According to the plan, there are three avenues for procuring the vaccine: first, bilaterally from a manufacturing country, second, via The Global Alliance for Vaccines and Immunisations (GAVI), and third through the private sector. With a target of 70 million Pakistanis to be vaccinated, the procurement numbers as planned are as follows:
China has gifted Pakistan 0.5 million doses of Sinopharm vaccine which will inoculate 0.25 million people. GAVI has committed to providing AstraZeneca, and possibly Pfizer, vaccine for 45 million Pakistanis. Chinese vaccine Cansino is in its final stages of testing and Pakistan has booked doses to vaccinate 20 million citizens. These three sources together will cover 65.25 million of the targeted 70 million Pakistanis that require to be vaccinated.
There are at least two additional sources of the vaccine included in the official plan. The Russian vaccine Sputnik has shown 93 per cent efficacy in Phase 3 trials. Pakistan is in talks with Russia to acquire Sputnik. In addition, the government is strongly encouraging the private sector to import vaccines. However, the importers will be required to register the vaccines with the NCOC and can only acquire the ones that are approved and registered by the government. These two sources of vaccine — Sputnik of Russia and private sector — should be sufficient to make up the small difference left.
However, this may not be an issue. Dr Faisal Sultan, SAPM on Health, believes the figure of 70 million Pakistanis requiring vaccination may theoretically be the target, but the actual number will be lower. He argues that if we factor in the number of citizens among these 70 million who will refuse the vaccine and for some reason not opt for it, the realistic numbers of those actually opting for vaccination will be closer to 40-50 million.
“I do not believe we will face a supply side problem with the vaccine,” he says. “We are more concerned about the demand side.”
The timelines are equally important. According to the official plan and its projections, Sinopharm has already been made available while AstraZeneca is likely to be procured by March. Cansino, if it is approved, will also be in the pipeline possibly in March. Pfizer may come later in the year while Sputnik could also ready for acquisition in the next month or two.

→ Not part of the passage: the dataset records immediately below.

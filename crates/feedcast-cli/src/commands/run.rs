use std::sync::Arc;

use anyhow::{anyhow, Result};
use axum::{http::StatusCode, routing::get, Router};
use tokio::sync::watch;
use tracing::{info, warn};

use feedcast_core::{
    ai::Summarizer,
    publish::{Publisher, TelegramPublisher},
    scheduler::SchedulerService,
    storage::Database,
    AppConfig,
};

pub async fn run(db: Arc<Database>, config: Arc<AppConfig>) -> Result<()> {
    let summarizer = Arc::new(Summarizer::new(&config)?);

    let bot_token = config
        .telegram
        .bot_token
        .as_deref()
        .ok_or_else(|| anyhow!("telegram.bot_token is not configured"))?;
    if config.telegram.channel_id.is_empty() {
        return Err(anyhow!("telegram.channel_id is not configured"));
    }
    let publisher: Arc<dyn Publisher> = Arc::new(TelegramPublisher::new(
        bot_token,
        &config.telegram.channel_id,
    ));

    // One process-wide shutdown signal for every long-running task
    let (shutdown_tx, shutdown_rx) = watch::channel(false);
    tokio::spawn(async move {
        tokio::signal::ctrl_c().await.ok();
        info!("Received shutdown signal");
        let _ = shutdown_tx.send(true);
    });

    // Health endpoint
    let app = Router::new().route("/healthz", get(|| async { StatusCode::OK }));
    let listener = tokio::net::TcpListener::bind(&config.general.health_addr).await?;
    info!(
        "Health endpoint listening on {}",
        config.general.health_addr
    );

    let mut health_shutdown = shutdown_rx.clone();
    tokio::spawn(async move {
        let shutdown = async move {
            let _ = health_shutdown.changed().await;
        };
        if let Err(e) = axum::serve(listener, app)
            .with_graceful_shutdown(shutdown)
            .await
        {
            warn!("Health endpoint stopped with error: {}", e);
        }
    });

    SchedulerService::new(db, config, summarizer, publisher)
        .run(shutdown_rx)
        .await;

    Ok(())
}
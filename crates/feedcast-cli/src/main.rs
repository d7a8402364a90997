use std::sync::Arc;

use anyhow::Result;
use clap::{Parser, Subcommand};
use tracing_subscriber::{layer::SubscriberExt, util::SubscriberInitExt};

use feedcast_core::{storage::Database, AppConfig};

mod commands;

#[derive(Parser)]
#[command(name = "feedcast")]
#[command(version, about = "Feed ingest and channel republishing daemon")]
struct Cli {
    #[command(subcommand)]
    command: Commands,
}

#[derive(Subcommand)]
enum Commands {
    /// Run the daemon: fetch loop, notification loop, health endpoint
    Run,
    /// Register a feed source
    AddSource {
        /// Display name for the source
        #[arg(short, long)]
        name: String,
        /// Feed URL
        #[arg(short, long)]
        url: String,
        /// Publication priority (higher wins)
        #[arg(short, long, default_value_t = 0)]
        priority: i64,
    },
    /// List registered sources
    ListSources,
    /// Show one source
    GetSource {
        /// Source id
        id: String,
    },
    /// Change a source's publication priority
    SetPriority {
        /// Source id
        id: String,
        /// New priority
        priority: i64,
    },
    /// Delete a source and all of its articles
    DeleteSource {
        /// Source id
        id: String,
    },
    /// Run one fetch sweep and exit
    Fetch,
}

#[tokio::main]
async fn main() -> Result<()> {
    // Initialize logging
    tracing_subscriber::registry()
        .with(tracing_subscriber::EnvFilter::new(
            std::env::var("RUST_LOG").unwrap_or_else(|_| "info".into()),
        ))
        .with(tracing_subscriber::fmt::layer().with_target(false))
        .init();

    let cli = Cli::parse();

    // Load configuration
    let config = Arc::new(AppConfig::load()?);

    // Initialize database
    let db = Arc::new(Database::new(&config).await?);

    match cli.command {
        Commands::Run => commands::run::run(db, config).await,
        Commands::AddSource {
            name,
            url,
            priority,
        } => commands::add_source::run(&db, &name, &url, priority).await,
        Commands::ListSources => commands::list::run(&db).await,
        Commands::GetSource { id } => commands::get_source::run(&db, &id).await,
        Commands::SetPriority { id, priority } => {
            commands::set_priority::run(&db, &id, priority).await
        }
        Commands::DeleteSource { id } => commands::delete_source::run(&db, &id).await,
        Commands::Fetch => commands::fetch::run(&db, &config).await,
    }
}
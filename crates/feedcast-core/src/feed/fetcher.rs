use std::time::Duration;

use bytes::Bytes;
use reqwest::header::{HeaderMap, HeaderValue, ACCEPT, USER_AGENT};
use reqwest::Client;
use url::Url;
use uuid::Uuid;

use super::models::NewArticle;
use super::parser::parse_feed;
use crate::config::AppConfig;
use crate::{Error, Result};

const MAX_FEED_BYTES: usize = 5 * 1024 * 1024;
const MAX_RETRIES: u32 = 3;
const INITIAL_RETRY_DELAY_MS: u64 = 500;

const FEEDCAST_USER_AGENT: &str = concat!("feedcast/", env!("CARGO_PKG_VERSION"));

/// Feed fetcher with a shared HTTP client
pub struct FeedFetcher {
    client: Client,
}

impl FeedFetcher {
    /// Create a new feed fetcher with configuration
    pub fn new(config: &AppConfig) -> Result<Self> {
        let client = Self::build_client(config.fetch.request_timeout_secs)?;

        Ok(Self { client })
    }

    fn build_client(timeout_secs: u64) -> Result<Client> {
        Client::builder()
            .timeout(Duration::from_secs(timeout_secs))
            .gzip(true)
            .deflate(true)
            .brotli(true)
            .redirect(reqwest::redirect::Policy::limited(10))
            .build()
            .map_err(Error::Http)
    }

    fn build_headers() -> HeaderMap {
        let mut headers = HeaderMap::new();
        headers.insert(
            ACCEPT,
            HeaderValue::from_static(
                "application/rss+xml,application/atom+xml,application/xml;q=0.9,text/xml;q=0.8,*/*;q=0.5",
            ),
        );
        headers.insert(USER_AGENT, HeaderValue::from_static(FEEDCAST_USER_AGENT));
        headers
    }

    /// Fetch with retry and exponential backoff
    async fn fetch_with_retry(&self, url: &str) -> Result<(reqwest::StatusCode, Bytes)> {
        let mut last_error = None;
        let mut delay_ms = INITIAL_RETRY_DELAY_MS;

        for attempt in 0..MAX_RETRIES {
            match self
                .client
                .get(url)
                .headers(Self::build_headers())
                .send()
                .await
            {
                Ok(response) => {
                    let status = response.status();

                    // 429/503 are worth waiting out; everything else is
                    // the caller's problem
                    if status == reqwest::StatusCode::TOO_MANY_REQUESTS
                        || status == reqwest::StatusCode::SERVICE_UNAVAILABLE
                    {
                        tracing::warn!(
                            "Received {} for {}, retrying after {}ms...",
                            status,
                            url,
                            delay_ms
                        );
                        last_error =
                            Some(Error::FeedParse(format!("HTTP {} for URL: {}", status, url)));
                    } else {
                        match response.bytes().await {
                            Ok(bytes) => return Ok((status, bytes)),
                            Err(e) => {
                                tracing::warn!("Failed to read response body: {}", e);
                                last_error = Some(Error::Http(e));
                            }
                        }
                    }
                }
                Err(e) => {
                    tracing::warn!("Request failed for {} (attempt {}): {}", url, attempt + 1, e);
                    last_error = Some(Error::Http(e));
                }
            }

            if attempt < MAX_RETRIES - 1 {
                tokio::time::sleep(Duration::from_millis(delay_ms)).await;
                delay_ms *= 2;
            }
        }

        Err(last_error.unwrap_or_else(|| {
            Error::FeedParse(format!(
                "Failed to fetch URL after {} retries: {}",
                MAX_RETRIES, url
            ))
        }))
    }

    /// Fetch and parse a source's feed into article candidates
    pub async fn fetch(&self, url: &str, source_id: Uuid) -> Result<Vec<NewArticle>> {
        Url::parse(url)?;

        tracing::debug!("Fetching feed from: {}", url);

        let (status, content) = self.fetch_with_retry(url).await?;

        if !status.is_success() {
            return Err(Error::FeedParse(format!("HTTP {} for URL: {}", status, url)));
        }

        if content.len() > MAX_FEED_BYTES {
            return Err(Error::FeedParse(format!(
                "Feed too large ({} bytes) for URL: {}",
                content.len(),
                url
            )));
        }

        parse_feed(&content, source_id)
    }
}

What does this mean in terms of various stages of vaccination? Officials say they can comfortably claim that by the end of 2021 all Pakistani citizens who require vaccination will have been inoculated. Production of vaccines is expected to be speeded up as more manufacturers bring their products to the market in the course of the year.

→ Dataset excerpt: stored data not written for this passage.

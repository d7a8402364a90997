use anyhow::Result;

use feedcast_core::storage::{Database, SourceRepository};

pub async fn run(db: &Database) -> Result<()> {
    let source_repo = SourceRepository::new(db);
    let sources = source_repo.list_all().await?;

    if sources.is_empty() {
        println!("No sources yet.");
        println!("\nTo register a feed, run:");
        println!("  feedcast add-source --name <name> --url <url> --priority <n>");
        return Ok(());
    }

    println!("Sources ({}):\n", sources.len());

    for source in &sources {
        let pending = if source.pending_count > 0 {
            format!(" ({} pending)", source.pending_count)
        } else {
            String::new()
        };

        println!(
            "  [{}] {}{}",
            source.priority, source.name, pending
        );
        println!("    id:  {}", source.id);
        println!("    URL: {}", source.feed_url);
        println!();
    }

    Ok(())
}
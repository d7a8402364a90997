pub mod providers;
mod summarizer;

pub use summarizer::Summarizer;
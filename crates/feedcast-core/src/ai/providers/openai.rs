use async_openai::{
    types::{
        ChatCompletionRequestMessage, ChatCompletionRequestUserMessageArgs,
        CreateChatCompletionRequestArgs,
    },
    Client,
};

use super::AiProvider;
use crate::{Error, Result};

const MAX_INPUT_CHARS: usize = 4000;

fn truncate_chars(input: &str, max_chars: usize) -> &str {
    match input.char_indices().nth(max_chars) {
        Some((idx, _)) => &input[..idx],
        None => input,
    }
}

/// OpenAI API provider
pub struct OpenAiProvider {
    client: Client<async_openai::config::OpenAIConfig>,
    model: String,
    prompt: String,
}

impl OpenAiProvider {
    pub fn new(api_key: &str, model: &str, prompt: &str) -> Self {
        let config = async_openai::config::OpenAIConfig::new().with_api_key(api_key);
        let client = Client::with_config(config);

        Self {
            client,
            model: model.to_string(),
            prompt: prompt.to_string(),
        }
    }

    async fn chat(&self, prompt: &str) -> Result<String> {
        let request = CreateChatCompletionRequestArgs::default()
            .model(&self.model)
            .messages(vec![ChatCompletionRequestMessage::User(
                ChatCompletionRequestUserMessageArgs::default()
                    .content(prompt)
                    .build()
                    .map_err(|e| Error::Summarizer(e.to_string()))?,
            )])
            .max_tokens(256u32)
            .build()
            .map_err(|e| Error::Summarizer(e.to_string()))?;

        let response = self
            .client
            .chat()
            .create(request)
            .await
            .map_err(|e| Error::Summarizer(e.to_string()))?;

        let content = response
            .choices
            .first()
            .and_then(|c| c.message.content.clone())
            .unwrap_or_default();

        if content.trim().is_empty() {
            return Err(Error::Summarizer("empty completion".to_string()));
        }

        Ok(content)
    }
}

#[async_trait::async_trait]
impl AiProvider for OpenAiProvider {
    async fn summarize(&self, content: &str) -> Result<String> {
        let truncated = truncate_chars(content, MAX_INPUT_CHARS);

        let prompt = format!("{}\n\n{}", self.prompt, truncated);

        self.chat(&prompt).await
    }
}
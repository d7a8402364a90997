use std::time::Duration;

use reqwest::Client;
use serde::{Deserialize, Serialize};

use super::Publisher;
use crate::{Error, Result};

/// Publishes plain-text messages to a Telegram channel via the Bot API
#[derive(Clone)]
pub struct TelegramPublisher {
    client: Client,
    bot_token: String,
    chat_id: String,
    timeout: Duration,
    max_retries: u8,
}

impl TelegramPublisher {
    pub fn new(bot_token: &str, chat_id: &str) -> Self {
        Self {
            client: Client::new(),
            bot_token: bot_token.to_string(),
            chat_id: chat_id.to_string(),
            timeout: Duration::from_secs(10),
            max_retries: 3,
        }
    }

    pub fn with_timeout(mut self, secs: u64) -> Self {
        self.timeout = Duration::from_secs(secs);
        self
    }

    pub fn with_retries(mut self, retries: u8) -> Self {
        self.max_retries = retries;
        self
    }

    fn api_url(&self) -> String {
        format!("https://api.telegram.org/bot{}/sendMessage", self.bot_token)
    }

    fn describe_failure(body: &[u8], status: reqwest::StatusCode) -> String {
        // Telegram errors carry a human-readable description
        match serde_json::from_slice::<ApiResponse>(body) {
            Ok(ApiResponse {
                description: Some(description),
                ..
            }) => format!("HTTP {}: {}", status, description),
            _ => format!("HTTP {}", status),
        }
    }
}

#[derive(Serialize)]
struct SendMessagePayload<'a> {
    chat_id: &'a str,
    text: &'a str,
    disable_web_page_preview: bool,
}

#[derive(Deserialize)]
struct ApiResponse {
    #[allow(dead_code)]
    ok: bool,
    description: Option<String>,
}

#[async_trait::async_trait]
impl Publisher for TelegramPublisher {
    async fn publish(&self, text: &str) -> Result<()> {
        let payload = SendMessagePayload {
            chat_id: &self.chat_id,
            text,
            disable_web_page_preview: false,
        };

        let mut attempt: u8 = 0;
        loop {
            attempt += 1;
            let result = self
                .client
                .post(self.api_url())
                .timeout(self.timeout)
                .json(&payload)
                .send()
                .await;

            match result {
                Ok(response) => {
                    let status = response.status();
                    if status.is_success() {
                        return Ok(());
                    }

                    let body = response.bytes().await.unwrap_or_default();
                    if attempt < self.max_retries {
                        tokio::time::sleep(Duration::from_millis(500u64 << (attempt - 1))).await;
                        continue;
                    }
                    return Err(Error::Publish(Self::describe_failure(&body, status)));
                }
                Err(e) => {
                    if attempt < self.max_retries {
                        tokio::time::sleep(Duration::from_millis(500u64 << (attempt - 1))).await;
                        continue;
                    }
                    return Err(Error::Publish(format!("sendMessage request failed: {}", e)));
                }
            }
        }
    }
}

#[cfg(test)]
mod tests {
    use super::*;

    #[test]
    fn test_api_url_embeds_token() {
        let publisher = TelegramPublisher::new("123:abc", "@news")
            .with_timeout(5)
            .with_retries(1);
        assert_eq!(
            publisher.api_url(),
            "https://api.telegram.org/bot123:abc/sendMessage"
        );
        assert_eq!(publisher.timeout, Duration::from_secs(5));
        assert_eq!(publisher.max_retries, 1);
    }

    #[test]
    fn test_payload_field_names_match_bot_api() {
        let payload = SendMessagePayload {
            chat_id: "@news",
            text: "hello",
            disable_web_page_preview: false,
        };
        let value = serde_json::to_value(&payload).unwrap();
        assert_eq!(value["chat_id"], "@news");
        assert_eq!(value["text"], "hello");
        assert_eq!(value["disable_web_page_preview"], false);
    }

    #[test]
    fn test_failure_description_uses_api_body() {
        let body = br#"{"ok":false,"description":"Bad Request: chat not found"}"#;
        let message =
            TelegramPublisher::describe_failure(body, reqwest::StatusCode::BAD_REQUEST);
        assert!(message.contains("chat not found"));
    }
}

Yet, there are some uncertainties. Pakistan is banking on Cansino and we have already pre-booked 20 million doses (it is a single dose vaccine), but there could be a problem if for some reason its tests do not come up to the required efficacy. Similarly, Sputnik is also not yet fully approved. The next few weeks will determine the situation much more clearly, though it appears the government is in fairly good control of the vaccine operation.